La meilleure manière de commémorer l’armistice, c’est d’agir pour la fédération européenne
Douaumont - Dennis Knake - Licence CC via Flickr
Nous commémorons cette année le centenaire de l’armistice du 11 novembre 1918, venue mettre un terme à la folie meurtrière que fut la première guerre mondiale.
Les séquelles encore visibles de la frénésie destructrice qui avait alors enflammé l’Europe, et le monde, nous rappelle la nécessité vitale de continuer inlassablement d’agir pour instaurer une paix durable entre les peuples. Le seul moyen d’y parvenir : la création d’une fédération européenne, et à terme, mondiale.
De la nécessité d’envisager la mémoire de manière collective
En ces jours de commémorations, il s’agit de se souvenir, ensemble, et de saluer le retour de la paix entre les Européens et en aucun cas de célébrer une victoire « française » sur l’Allemagne de l’époque.
Le travail de mémoire doit sortir du carcan national dans lequel il est souvent enfermé et être envisagé de manière globale, pour que les blessures des peuples soient considérées dans leur ensemble. Les récits « nationaux » doivent évoluer . À cet égard, la main tendue de François Mitterrand à Helmut Kohl en 1984, ou même l’inauguration d’un « anneau de mémoire » par François Hollande en 2014, constituaient des symboles autrement plus positifs.

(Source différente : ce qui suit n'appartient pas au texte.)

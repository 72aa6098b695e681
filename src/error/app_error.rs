use std::fmt;

#[derive(Debug)]
pub enum AppError {
    DatabaseError(sqlx::Error),
    EncodingError(serde_json::Error),
    ConfigError(String),
    InternalError(String),
    NotFound(String),
    UnknownVariant(i64),
    InsufficientStock { requested: i64, available: i64 },
}

impl fmt::Display for AppError {
    fn fmt(&self, f: &mut fmt::Formatter<'_>) -> fmt::Result {
        match self {
            AppError::DatabaseError(e) => write!(f, "database error: {}", e),
            AppError::EncodingError(e) => write!(f, "encoding error: {}", e),
            AppError::ConfigError(msg) => write!(f, "configuration error: {}", msg),
            AppError::InternalError(msg) => write!(f, "internal error: {}", msg),
            AppError::NotFound(msg) => write!(f, "not found: {}", msg),
            AppError::UnknownVariant(id) => {
                write!(f, "product {} has no matching extension row", id)
            }
            AppError::InsufficientStock {
                requested,
                available,
            } => write!(
                f,
                "cannot remove {} units, only {} in stock",
                requested, available
            ),
        }
    }
}

impl std::error::Error for AppError {}

impl From<sqlx::Error> for AppError {
    fn from(err: sqlx::Error) -> Self {
        AppError::DatabaseError(err)
    }
}

impl From<serde_json::Error> for AppError {
    fn from(err: serde_json::Error) -> Self {
        AppError::EncodingError(err)
    }
}

impl From<std::env::VarError> for AppError {
    fn from(err: std::env::VarError) -> Self {
        AppError::ConfigError(err.to_string())
    }
}
mod app_error;

pub use app_error::AppError;

pub type Result<T> = std::result::Result<T, AppError>;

S’il est utile de commémorer ce centenaire, il convient néanmoins de garder à l’esprit que les canons ne se sont vraiment tus sur le continent européen qu’après un second conflit mondial, ajoutant à l’horreur et au traumatisme déjà causés. dont l’horreur n’a rien eu à envier à celle des tranchées.
Repenser les relations internationales...
La signature de l’armistice n’ayant été accompagnée que d’un développement insuffisant et insatisfaisant des relations internationales, les gouvernements, enfermés dans leurs idéologies nationalistes et leurs conceptions égoïstes de la souveraineté, ne sont pas parvenus à brider leurs volontés respectives de puissance.
En Europe, le seul moyen de faire cesser ces guerres fratricides est né de la mise en commun au niveau européen du charbon et de l’acier qui avaient précisément servi à alimenter les conflits passés, suite à l’appel du 9 mai 1950, point de départ de la construction européenne.
Pourquoi ne pas utiliser le même concept au niveau mondial ? La mise en place d’un système efficace international, voire fédéral, de régulation des relations entre États, fondé sur le droit, le principe de subsidiarité et la capacité à faire respecter les engagements de chacun, permettrait d’empêcher l’expression exacerbée des nationalismes et le développement des rivalités entre les peuples. On pourra ici saluer l’initiative du Forum de la Paix, organisé à Paris le 11 novembre, mais regretter qu’il ne soit pas porteur de réformes profondes pourtant nécessaires.
… et la place que doit y occuper l’Union européenne
Aujourd’hui, à l’heure où les États-Unis ont cessé d’être les gendarmes du monde et ont mis fin à leur rôle de leader au sein des instances internationales telles que l’Organisation des Nations Unies, à l’heure où la Russie estime, quant elle, que les choses peuvent être réglées par la force, qu’elle emploie de manière unilatérale et sans concertation avec personne, il est impératif pour l’Union européenne de se doter d’une défense et d’une diplomatie réelles. Cela passe notamment par la création d’un véritable ministre européen des affaires étrangères, au même titre qu’un ministre de la défense de l’Union.
La solution ne pourra être trouvée qu’au travers d’une véritable réforme des traités et de la structure institutionnelle de l’Union, dans laquelle le Parlement européen, seule institution directement élue des citoyens, aurait les moyens de contrôler la politique mise en place. L’idée, aujourd’hui promue par la France, de créer une « armée européenne » par le biais d’une coopération renforcée entre États membres doit ainsi être considérée comme un premier pas positif mais insuffisant.
Cent ans après la signature de l’armistice de 1918, le constat est sans appel : seule la mise en place d’un modèle fédéral permettra à l’Europe – et au monde – d’éviter durablement la résurgence de nouvelles guerres à grande échelle.